◆ Task prompt
Copy out each line of the data that holds the word "Module".

[Items listed in a dataset]
=====
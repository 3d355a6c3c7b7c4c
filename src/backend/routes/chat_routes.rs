/**
 * Chat Routes
 *
 * - `GET /ws` - WebSocket upgrade into the hub
 * - `POST /api/chat` - Broadcast a message over HTTP
 * - `GET /api/hub` - Hub statistics
 *
 * None of these require authentication.
 */

use axum::{
    routing::{get, post},
    Router,
};

use crate::backend::chat::{hub_stats, post_chat, ws_handler};
use crate::backend::server::state::AppState;

pub fn configure_chat_routes(router: Router<AppState>) -> Router<AppState> {
    router
        .route("/ws", get(ws_handler))
        .route("/api/chat", post(post_chat))
        .route("/api/hub", get(hub_stats))
}
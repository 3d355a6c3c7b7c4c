//! Broadcast fan-out and eviction through the control loop

use std::time::Duration;

use bytes::Bytes;
use pretty_assertions::assert_eq;

use devnest::backend::hub::{Connection, HubEvent, TeardownReason};
use devnest::shared::HubConfig;

use crate::common::{connect_stalled, connect_watched_stalled, start_hub, TestClient, FRAME_WAIT};

fn recv_now(outbound: &mut devnest::backend::hub::Outbound) -> Option<Bytes> {
    outbound.try_recv().ok()
}

#[tokio::test]
async fn test_saturated_member_is_evicted_others_keep_receiving() {
    let hub = start_hub(HubConfig {
        outbound_capacity: 1,
        ..HubConfig::default()
    });
    let mut events = hub.subscribe_events();

    let (a, mut a_rx) = Connection::open(1);
    let (b, mut b_rx) = Connection::open(1);
    let (c, mut c_rx) = Connection::open(1);
    let b_id = b.id();
    let b_guard = b.guard().clone();

    hub.register(a).await.unwrap();
    hub.register(b).await.unwrap();
    hub.register(c).await.unwrap();

    hub.broadcast("hi").await.unwrap();
    // Stats round-trips through the loop, so every earlier command is done
    assert_eq!(hub.stats().await.unwrap().members, 3);

    assert_eq!(recv_now(&mut a_rx), Some(Bytes::from("hi")));
    assert_eq!(recv_now(&mut c_rx), Some(Bytes::from("hi")));
    // B never drains, so its single slot stays occupied

    hub.broadcast("again").await.unwrap();
    let stats = hub.stats().await.unwrap();
    assert_eq!(stats.members, 2);
    assert_eq!(stats.evicted, 1);

    assert_eq!(recv_now(&mut a_rx), Some(Bytes::from("again")));
    assert_eq!(recv_now(&mut c_rx), Some(Bytes::from("again")));
    assert_eq!(b_guard.reason(), Some(TeardownReason::Evicted));

    hub.broadcast("final").await.unwrap();
    hub.stats().await.unwrap();

    assert_eq!(recv_now(&mut a_rx), Some(Bytes::from("final")));
    assert_eq!(recv_now(&mut c_rx), Some(Bytes::from("final")));

    // B kept what was queued before eviction, then its queue closed
    assert_eq!(b_rx.recv().await, Some(Bytes::from("hi")));
    assert_eq!(b_rx.recv().await, None);

    let mut dropped = Vec::new();
    while let Ok(event) = events.try_recv() {
        if let HubEvent::Dropped { id, reason } = event {
            dropped.push((id, reason));
        }
    }
    assert_eq!(dropped, vec![(b_id, TeardownReason::Evicted)]);
}

#[tokio::test]
async fn test_messages_reach_every_client_in_order() {
    let hub = start_hub(HubConfig::default());

    let mut alice = TestClient::connect(&hub).await;
    let mut bob = TestClient::connect(&hub).await;

    alice.send("one");
    alice.send("two");

    assert_eq!(alice.next_payload().await.as_deref(), Some("one"));
    assert_eq!(alice.next_payload().await.as_deref(), Some("two"));
    assert_eq!(bob.next_payload().await.as_deref(), Some("one"));
    assert_eq!(bob.next_payload().await.as_deref(), Some("two"));

    bob.send("three");

    assert_eq!(alice.next_payload().await.as_deref(), Some("three"));
    assert_eq!(bob.next_payload().await.as_deref(), Some("three"));
}

#[tokio::test]
async fn test_stalled_client_does_not_block_the_others() {
    let hub = start_hub(HubConfig {
        outbound_capacity: 2,
        ..HubConfig::default()
    });
    let mut events = hub.subscribe_events();

    let (stalled_id, _keep_open) = connect_stalled(&hub).await;
    let mut healthy = TestClient::connect(&hub).await;

    // Wait for each delivery so only the stalled queue can back up
    for n in 0..6 {
        hub.broadcast(format!("msg-{n}")).await.unwrap();
        assert_eq!(healthy.next_payload().await, Some(format!("msg-{n}")));
    }

    let stats = hub.stats().await.unwrap();
    assert_eq!(stats.members, 1);
    assert_eq!(stats.evicted, 1);

    loop {
        match events.recv().await.unwrap() {
            HubEvent::Dropped { id, reason } => {
                assert_eq!(id, stalled_id);
                assert_eq!(reason, TeardownReason::Evicted);
                break;
            }
            HubEvent::Accepted(_) => continue,
        }
    }
}

#[tokio::test]
async fn test_evicted_client_releases_socket_before_write_deadline() {
    let config = HubConfig {
        outbound_capacity: 1,
        ..HubConfig::default()
    };
    let write_timeout = config.write_timeout();
    let hub = start_hub(config);
    let mut events = hub.subscribe_events();

    let (stalled_id, mut watch) = connect_watched_stalled(&hub).await;

    hub.broadcast("first").await.unwrap();
    // Egress is now stuck inside the write of "first"
    tokio::time::timeout(FRAME_WAIT, watch.started.recv())
        .await
        .expect("write should start")
        .unwrap();
    hub.broadcast("queued").await.unwrap();
    hub.broadcast("overflow").await.unwrap();

    loop {
        match tokio::time::timeout(FRAME_WAIT, events.recv()).await.unwrap().unwrap() {
            HubEvent::Dropped { id, reason } => {
                assert_eq!(id, stalled_id);
                assert_eq!(reason, TeardownReason::Evicted);
                break;
            }
            HubEvent::Accepted(_) => continue,
        }
    }

    let released = tokio::time::timeout(Duration::from_secs(1), &mut watch.released).await;
    assert!(
        matches!(released, Ok(Err(_))),
        "sink still held after eviction (write deadline is {:?})",
        write_timeout
    );
}
//! Profiles Module
//!
//! Public developer profiles: search, view, and self-service edits.
//!
//! ```text
//! profiles/
//! ├── mod.rs       - Module exports
//! ├── db.rs        - Profile queries and update validation
//! └── handlers.rs  - HTTP handlers
//! ```

pub mod db;
pub mod handlers;

pub use db::{Profile, ProfileQuery, ProfileUpdate};
pub use handlers::{delete_me, get_profile, list_profiles, update_me};
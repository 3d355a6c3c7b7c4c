//! Shared Module
//!
//! Types that are used on both sides of the HTTP boundary: configuration,
//! validation errors, and the chat message envelope. Nothing in here knows
//! about axum, sqlx, or the hub's tasks.

/// Chat message envelope
pub mod message;

/// Shared error types
pub mod error;

/// Application configuration
pub mod config;

/// Re-export commonly used types for convenience
pub use message::{ChatPost, Message, ANONYMOUS_AUTHOR};
pub use error::SharedError;
pub use config::{AppConfig, AppConfigBuilder, ConfigError, HubConfig};
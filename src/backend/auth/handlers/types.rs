/**
 * Authentication Handler Types
 *
 * Request and response bodies shared by the register, login and me handlers.
 */

use chrono::{DateTime, Utc};
use serde::{Deserialize, Serialize};

use crate::backend::auth::users::User;

/// Registration request
#[derive(Deserialize, Serialize, Debug, Clone)]
pub struct RegisterRequest {
    /// User's email address
    pub email: String,
    /// User's chosen username (at least 3 chars)
    pub username: String,
    /// User's password (at least 6 chars, hashed before storage)
    pub password: String,
}

/// Login request
///
/// `username` may also hold an email address.
#[derive(Deserialize, Serialize, Debug, Clone)]
pub struct LoginRequest {
    pub username: String,
    pub password: String,
}

/// Auth response
///
/// Returned by register and login. Contains the JWT token and user
/// information for immediate authentication.
#[derive(Serialize, Deserialize, Debug)]
pub struct AuthResponse {
    /// JWT token for authentication
    pub token: String,
    /// User information (without sensitive data)
    pub user: UserResponse,
}

/// User response (without sensitive data)
#[derive(Serialize, Deserialize, Debug, Clone, PartialEq, Eq)]
pub struct UserResponse {
    /// User's unique ID (UUID)
    pub id: String,
    pub username: String,
    pub email: String,
    pub name: String,
    pub bio: String,
    pub skills: String,
    pub batch: String,
    pub location: String,
    pub avatar_url: String,
    pub created_at: DateTime<Utc>,
}

impl From<User> for UserResponse {
    fn from(user: User) -> Self {
        Self {
            id: user.id.to_string(),
            username: user.username,
            email: user.email,
            name: user.name,
            bio: user.bio,
            skills: user.skills,
            batch: user.batch,
            location: user.location,
            avatar_url: user.avatar_url,
            created_at: user.created_at,
        }
    }
}
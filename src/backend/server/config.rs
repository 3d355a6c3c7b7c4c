/**
 * Database Setup
 *
 * Connects the optional PostgreSQL pool and applies embedded migrations.
 *
 * # Error Handling
 *
 * Failures are logged but do not prevent server startup. The pool is
 * `None` in that case and database-backed routes answer 503, while the hub
 * keeps serving WebSocket clients.
 */

use sqlx::PgPool;

/// Database configuration result
///
/// Contains the database connection pool if successfully configured,
/// or `None` if the database is not available.
pub type DatabaseConfig = Option<PgPool>;

/// Connect to PostgreSQL and run migrations
///
/// # Returns
///
/// - `Some(PgPool)` if the connection succeeds
/// - `None` if no URL is configured or the connection fails
pub async fn load_database(database_url: Option<&str>) -> DatabaseConfig {
    let Some(database_url) = database_url else {
        tracing::warn!("DATABASE_URL not set. Database features will be disabled.");
        return None;
    };

    tracing::info!("Connecting to database...");

    let pool = match PgPool::connect(database_url).await {
        Ok(pool) => pool,
        Err(e) => {
            tracing::error!("Failed to create database connection pool: {:?}", e);
            tracing::warn!("Database features will be disabled.");
            return None;
        }
    };

    tracing::info!("Running database migrations...");
    match sqlx::migrate!().run(&pool).await {
        Ok(_) => tracing::info!("Database migrations completed successfully"),
        Err(e) => {
            // Usually means the schema is already ahead of this binary
            tracing::error!("Failed to run database migrations: {}", e);
            tracing::warn!("Continuing without migrations - database might not be up to date");
        }
    }

    Some(pool)
}
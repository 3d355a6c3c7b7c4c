//! Chat and liveness API integration tests
//!
//! None of these routes touch the database, so they run without one.

use axum::http::StatusCode;
use pretty_assertions::assert_eq;

use crate::common::create_test_server;
use crate::{assert_contains, assert_error_response};

#[tokio::test]
async fn test_ping() {
    let server = create_test_server(None);

    let response = server.get("/api/ping").await;
    assert_eq!(response.status_code(), StatusCode::OK);
    assert_eq!(response.text(), "pong");

    let root = server.get("/").await;
    assert_eq!(root.text(), "pong");
}

#[tokio::test]
async fn test_post_chat_returns_envelope() {
    let server = create_test_server(None);

    let response = server
        .post("/api/chat")
        .json(&serde_json::json!({ "text": "standup in 5", "author": "ana" }))
        .await;

    assert_eq!(response.status_code(), StatusCode::ACCEPTED);
    let body: serde_json::Value = response.json();
    assert_eq!(body["text"], "standup in 5");
    assert_eq!(body["author"], "ana");
    assert!(body["timestamp"].is_string());
}

#[tokio::test]
async fn test_post_chat_defaults_author() {
    let server = create_test_server(None);

    let response = server
        .post("/api/chat")
        .json(&serde_json::json!({ "text": "hello" }))
        .await;

    assert_eq!(response.status_code(), StatusCode::ACCEPTED);
    let body: serde_json::Value = response.json();
    assert_eq!(body["author"], "anonymous");
}

#[tokio::test]
async fn test_post_chat_rejects_empty_and_oversized() {
    let server = create_test_server(None);

    let empty = server
        .post("/api/chat")
        .json(&serde_json::json!({ "text": "   " }))
        .await;
    assert_error_response!(empty, StatusCode::BAD_REQUEST);

    let huge = server
        .post("/api/chat")
        .json(&serde_json::json!({ "text": "x".repeat(600) }))
        .await;
    let body = assert_error_response!(huge, StatusCode::BAD_REQUEST);
    assert_contains!(body["error"].as_str().unwrap_or_default(), "limit");
}

#[tokio::test]
async fn test_hub_stats_counts_nothing_without_clients() {
    let server = create_test_server(None);

    server
        .post("/api/chat")
        .json(&serde_json::json!({ "text": "into the void" }))
        .await;

    let response = server.get("/api/hub").await;
    assert_eq!(response.status_code(), StatusCode::OK);
    let body: serde_json::Value = response.json();
    assert_eq!(body, serde_json::json!({ "members": 0, "delivered": 0, "evicted": 0 }));
}

#[tokio::test]
async fn test_unknown_route_is_json_404() {
    let server = create_test_server(None);

    let response = server.get("/api/nope").expect_failure().await;
    assert_error_response!(response, StatusCode::NOT_FOUND);
}
/**
 * Router Configuration
 *
 * Combines all route groups into a single Axum router.
 *
 * # Route Order
 *
 * 1. Liveness (`/`, `/api/ping`)
 * 2. Chat routes (WebSocket upgrade, HTTP broadcast, hub stats)
 * 3. API routes (auth, profiles, resources)
 * 4. Fallback handler (404)
 */

use axum::{routing::get, Router};
use tower_http::{cors::CorsLayer, trace::TraceLayer};

use crate::backend::error::BackendError;
use crate::backend::routes::api_routes::configure_api_routes;
use crate::backend::routes::chat_routes::configure_chat_routes;
use crate::backend::server::state::AppState;

/// Create the Axum router with all routes configured
///
/// # Layers
///
/// - `TraceLayer` logs every request through `tracing`
/// - `CorsLayer::permissive()` lets browser clients on other origins connect
pub fn create_router(app_state: AppState) -> Router<()> {
    let router = Router::new()
        .route("/", get(ping))
        .route("/api/ping", get(ping));

    let router = configure_chat_routes(router);
    let router = configure_api_routes(router, &app_state);

    router
        .fallback(not_found)
        .layer(TraceLayer::new_for_http())
        .layer(CorsLayer::permissive())
        .with_state(app_state)
}

async fn ping() -> &'static str {
    "pong"
}

async fn not_found() -> BackendError {
    BackendError::not_found("Not found")
}
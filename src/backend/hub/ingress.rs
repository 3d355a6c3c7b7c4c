//! Ingress loop
//!
//! Reads frames from one connection and forwards payloads to the hub as
//! broadcasts. Stops on the first read error, idle timeout, oversized frame,
//! or close from the peer, then asks the hub to unregister the connection.
//! Also stops, without reporting anything, once the connection's guard fires.

use futures_util::{Stream, StreamExt};

use super::connection::{CloseGuard, ConnectionId, TeardownReason};
use super::control::HubHandle;
use super::error::TransportError;
use super::frame::Frame;

/// Run the ingress loop to completion
///
/// Returns the reason this loop gave up, or `None` if teardown was started
/// somewhere else.
pub async fn run<S>(
    id: ConnectionId,
    hub: HubHandle,
    guard: CloseGuard,
    stream: S,
) -> Option<TeardownReason>
where
    S: Stream<Item = Result<Frame, TransportError>>,
{
    tokio::pin!(stream);

    let max_frame_bytes = hub.config().max_frame_bytes;
    let read_timeout = hub.config().read_timeout();

    let reason = loop {
        let next = tokio::select! {
            biased;
            _ = guard.closed() => {
                tracing::debug!("[Ingress] {} stopping, connection closed", id);
                return None;
            }
            next = tokio::time::timeout(read_timeout, stream.next()) => next,
        };

        match next {
            Err(_) => {
                tracing::info!("[Ingress] {} idle for {:?}, closing", id, read_timeout);
                break TeardownReason::ReadError;
            }
            Ok(None) | Ok(Some(Ok(Frame::Close))) => {
                break TeardownReason::PeerClosed;
            }
            Ok(Some(Err(e))) => {
                tracing::warn!("[Ingress] {} read failed: {}", id, e);
                break TeardownReason::ReadError;
            }
            // Any inbound traffic resets the idle timer.
            Ok(Some(Ok(Frame::Ping(_) | Frame::Pong(_)))) => continue,
            Ok(Some(Ok(Frame::Payload(payload)))) => {
                if payload.len() > max_frame_bytes {
                    tracing::warn!(
                        "[Ingress] {} sent {} bytes, limit is {}",
                        id,
                        payload.len(),
                        max_frame_bytes
                    );
                    break TeardownReason::ProtocolViolation;
                }
                if hub.broadcast(payload).await.is_err() {
                    break TeardownReason::HubShutdown;
                }
            }
        }
    };

    if hub.unregister(id, reason).await.is_err() {
        // Nobody left to do it for us.
        guard.close(reason);
    }
    Some(reason)
}
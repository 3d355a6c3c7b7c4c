//! Integration tests
//!
//! - `api` - HTTP routes through `axum-test`
//! - `database` - Schema and migrations (needs PostgreSQL)
//! - `realtime` - Hub behaviour through in-memory clients

mod api;
/**
 * User Model and Database Operations
 *
 * A user row doubles as the user's public profile; the profile fields are
 * edited through `backend::profiles`.
 */

use chrono::{DateTime, Utc};
use serde::{Deserialize, Serialize};
use sqlx::PgPool;

/// Column list shared by every user query
pub(crate) const USER_COLUMNS: &str = "id, username, email, password_hash, name, bio, skills, \
     batch, location, avatar_url, created_at, updated_at";

/// User struct representing a user in the database
///
/// Never serialize this to a client; use `UserResponse` or `Profile`.
#[derive(Debug, Clone, Serialize, Deserialize, sqlx::FromRow)]
pub struct User {
    /// Unique user ID (UUID)
    pub id: uuid::Uuid,
    /// Username (unique, at least 3 chars)
    pub username: String,
    /// User email address (unique)
    pub email: String,
    /// Hashed password (bcrypt)
    pub password_hash: String,
    /// Display name
    pub name: String,
    /// Free-form bio
    pub bio: String,
    /// Comma-separated skills
    pub skills: String,
    /// Cohort / batch label
    pub batch: String,
    pub location: String,
    pub avatar_url: String,
    /// Created at timestamp
    pub created_at: DateTime<Utc>,
    /// Updated at timestamp
    pub updated_at: DateTime<Utc>,
}

/// Create a new user
///
/// # Arguments
/// * `pool` - Database connection pool
/// * `username` - User's chosen username
/// * `email` - User email
/// * `password_hash` - Hashed password
///
/// # Returns
/// Created user or error. A duplicate username or email surfaces as a
/// unique-violation database error.
pub async fn create_user(
    pool: &PgPool,
    username: &str,
    email: &str,
    password_hash: &str,
) -> Result<User, sqlx::Error> {
    let id = uuid::Uuid::new_v4();
    let now = Utc::now();

    let query = format!(
        "INSERT INTO users (id, username, email, password_hash, created_at, updated_at) \
         VALUES ($1, $2, $3, $4, $5, $6) \
         RETURNING {USER_COLUMNS}"
    );

    sqlx::query_as::<_, User>(&query)
        .bind(id)
        .bind(username)
        .bind(email)
        .bind(password_hash)
        .bind(now)
        .bind(now)
        .fetch_one(pool)
        .await
}

/// Get user by email
pub async fn get_user_by_email(pool: &PgPool, email: &str) -> Result<Option<User>, sqlx::Error> {
    let query = format!("SELECT {USER_COLUMNS} FROM users WHERE email = $1");
    sqlx::query_as::<_, User>(&query)
        .bind(email)
        .fetch_optional(pool)
        .await
}

/// Get user by username
pub async fn get_user_by_username(
    pool: &PgPool,
    username: &str,
) -> Result<Option<User>, sqlx::Error> {
    let query = format!("SELECT {USER_COLUMNS} FROM users WHERE username = $1");
    sqlx::query_as::<_, User>(&query)
        .bind(username)
        .fetch_optional(pool)
        .await
}

/// Get user by ID
pub async fn get_user_by_id(pool: &PgPool, id: uuid::Uuid) -> Result<Option<User>, sqlx::Error> {
    let query = format!("SELECT {USER_COLUMNS} FROM users WHERE id = $1");
    sqlx::query_as::<_, User>(&query)
        .bind(id)
        .fetch_optional(pool)
        .await
}

/// Delete a user and, through the foreign key, their resources
///
/// # Returns
/// `true` if a row was deleted
pub async fn delete_user(pool: &PgPool, id: uuid::Uuid) -> Result<bool, sqlx::Error> {
    let result = sqlx::query("DELETE FROM users WHERE id = $1")
        .bind(id)
        .execute(pool)
        .await?;
    Ok(result.rows_affected() > 0)
}

/// True if `err` is a Postgres unique-constraint violation
pub fn is_unique_violation(err: &sqlx::Error) -> bool {
    matches!(err, sqlx::Error::Database(db) if db.is_unique_violation())
}
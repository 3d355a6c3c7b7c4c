//! Server Module
//!
//! Startup plumbing for the Axum server.
//!
//! # Module Structure
//!
//! ```text
//! server/
//! ├── mod.rs          - Module exports and documentation
//! ├── state.rs        - AppState and FromRef implementations
//! ├── config.rs       - Database connection and migrations
//! └── init.rs         - Server initialization and app creation
//! ```
//!
//! # Initialization Flow
//!
//! 1. **Database**: Connects and migrates if `DATABASE_URL` is set
//! 2. **State**: Starts the hub and derives the JWT settings
//! 3. **Router**: Configures all routes and middleware
//!
//! # Example
//!
//! ```rust,no_run
//! use devnest::backend::server::create_app;
//! use devnest::shared::AppConfig;
//!
//! # async fn example() -> Result<(), Box<dyn std::error::Error>> {
//! let config = AppConfig::load()?;
//! let app = create_app(config).await;
//! # Ok(())
//! # }
//! ```

/// Application state management
pub mod state;

/// Database setup
pub mod config;

/// Server initialization
pub mod init;

pub use init::create_app;
pub use state::AppState;
//! Property-based tests for hub membership
//!
//! Whatever the interleaving of register, unregister and broadcast, the
//! membership is exactly the registered connections minus the unregistered
//! ones, and each broadcast reaches every member once.

use std::collections::{BTreeSet, HashMap};

use bytes::Bytes;
use proptest::prelude::*;
use tokio::sync::broadcast;

use devnest::backend::hub::{Connection, ConnectionId, Outbound, Registry, TeardownReason};

const POOL: usize = 6;
const CAPACITY: usize = 64;

#[derive(Debug, Clone)]
enum Op {
    Register(usize),
    Unregister(usize),
    Broadcast,
}

fn op() -> impl Strategy<Value = Op> {
    prop_oneof![
        (0..POOL).prop_map(Op::Register),
        (0..POOL).prop_map(Op::Unregister),
        Just(Op::Broadcast),
    ]
}

proptest! {
    #[test]
    fn test_membership_matches_model(ops in prop::collection::vec(op(), 0..40)) {
        let (events, _) = broadcast::channel(CAPACITY);
        let mut registry = Registry::new(events);

        let mut pending: Vec<Option<Connection>> = Vec::new();
        let mut queues: HashMap<ConnectionId, Outbound> = HashMap::new();
        let mut ids = Vec::new();
        for _ in 0..POOL {
            let (connection, outbound) = Connection::open(CAPACITY);
            ids.push(connection.id());
            queues.insert(connection.id(), outbound);
            pending.push(Some(connection));
        }

        let mut model: BTreeSet<ConnectionId> = BTreeSet::new();
        let mut received: HashMap<ConnectionId, usize> = HashMap::new();

        for op in ops {
            match op {
                Op::Register(i) => {
                    // Each endpoint can be registered once; a removed one is closed
                    if let Some(connection) = pending[i].take() {
                        prop_assert!(registry.insert(connection));
                        model.insert(ids[i]);
                    }
                }
                Op::Unregister(i) => {
                    let was_member = model.remove(&ids[i]);
                    prop_assert_eq!(registry.remove(ids[i], TeardownReason::PeerClosed), was_member);
                }
                Op::Broadcast => {
                    let fan_out = registry.broadcast(&Bytes::from_static(b"tick"));
                    prop_assert_eq!(fan_out.delivered, model.len());
                    prop_assert!(fan_out.evicted.is_empty());
                    for id in &model {
                        *received.entry(*id).or_default() += 1;
                    }
                }
            }

            let actual: BTreeSet<ConnectionId> = registry.ids().collect();
            prop_assert_eq!(&actual, &model);
            prop_assert_eq!(registry.len(), model.len());
        }

        // No duplicates: each member's queue holds exactly one copy per broadcast it saw
        for (id, outbound) in queues.iter_mut() {
            let mut count = 0;
            while outbound.try_recv().is_ok() {
                count += 1;
            }
            prop_assert_eq!(count, received.get(id).copied().unwrap_or(0));
        }
    }
}
/**
 * WebSocket Upgrade Handler
 *
 * `GET /ws` upgrades the request and hands both halves of the socket to the
 * hub. Everything after the upgrade (pumping, keep-alive, teardown) is owned
 * by the connection's ingress and egress tasks.
 */

use axum::{
    extract::{ws::WebSocketUpgrade, State},
    response::Response,
};

use crate::backend::hub::{websocket_halves, HubHandle};

/// Upgrade to a WebSocket and attach it to the hub
///
/// The incoming message size is capped at twice the hub's frame limit
/// (at least 1 KiB) so a huge frame fails in the codec before it is
/// buffered.
///
/// # Oversized Frames
///
/// - Between the frame limit and the codec cap: ingress sees the payload
///   and drops the connection as `ProtocolViolation`
/// - Past the codec cap: axum reports a read error, so the connection is
///   dropped as `ReadError`
///
/// # Example Request
///
/// ```http
/// GET /ws HTTP/1.1
/// Connection: Upgrade
/// Upgrade: websocket
/// Sec-WebSocket-Version: 13
/// Sec-WebSocket-Key: dGhlIHNhbXBsZSBub25jZQ==
/// ```
pub async fn ws_handler(ws: WebSocketUpgrade, State(hub): State<HubHandle>) -> Response {
    // Leave headroom so the ingress loop sees the frame and reports a
    // protocol violation instead of the codec dropping it silently.
    let limit = hub.config().max_frame_bytes.saturating_mul(2).max(1024);

    ws.max_message_size(limit)
        .on_upgrade(move |socket| async move {
            let (sink, stream) = websocket_halves(socket);
            match hub.attach(sink, stream).await {
                Ok(id) => tracing::info!("[Hub] WebSocket connection {} attached", id),
                Err(e) => tracing::warn!("[Hub] Rejected WebSocket connection: {}", e),
            }
        })
}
=====
◆ Answer to this task
//! Profiles Module
//! ├── mod.rs       - Module exports
//! Shared Module
//! Server Module
//! # Module Structure
//! ├── mod.rs          - Module exports and documentation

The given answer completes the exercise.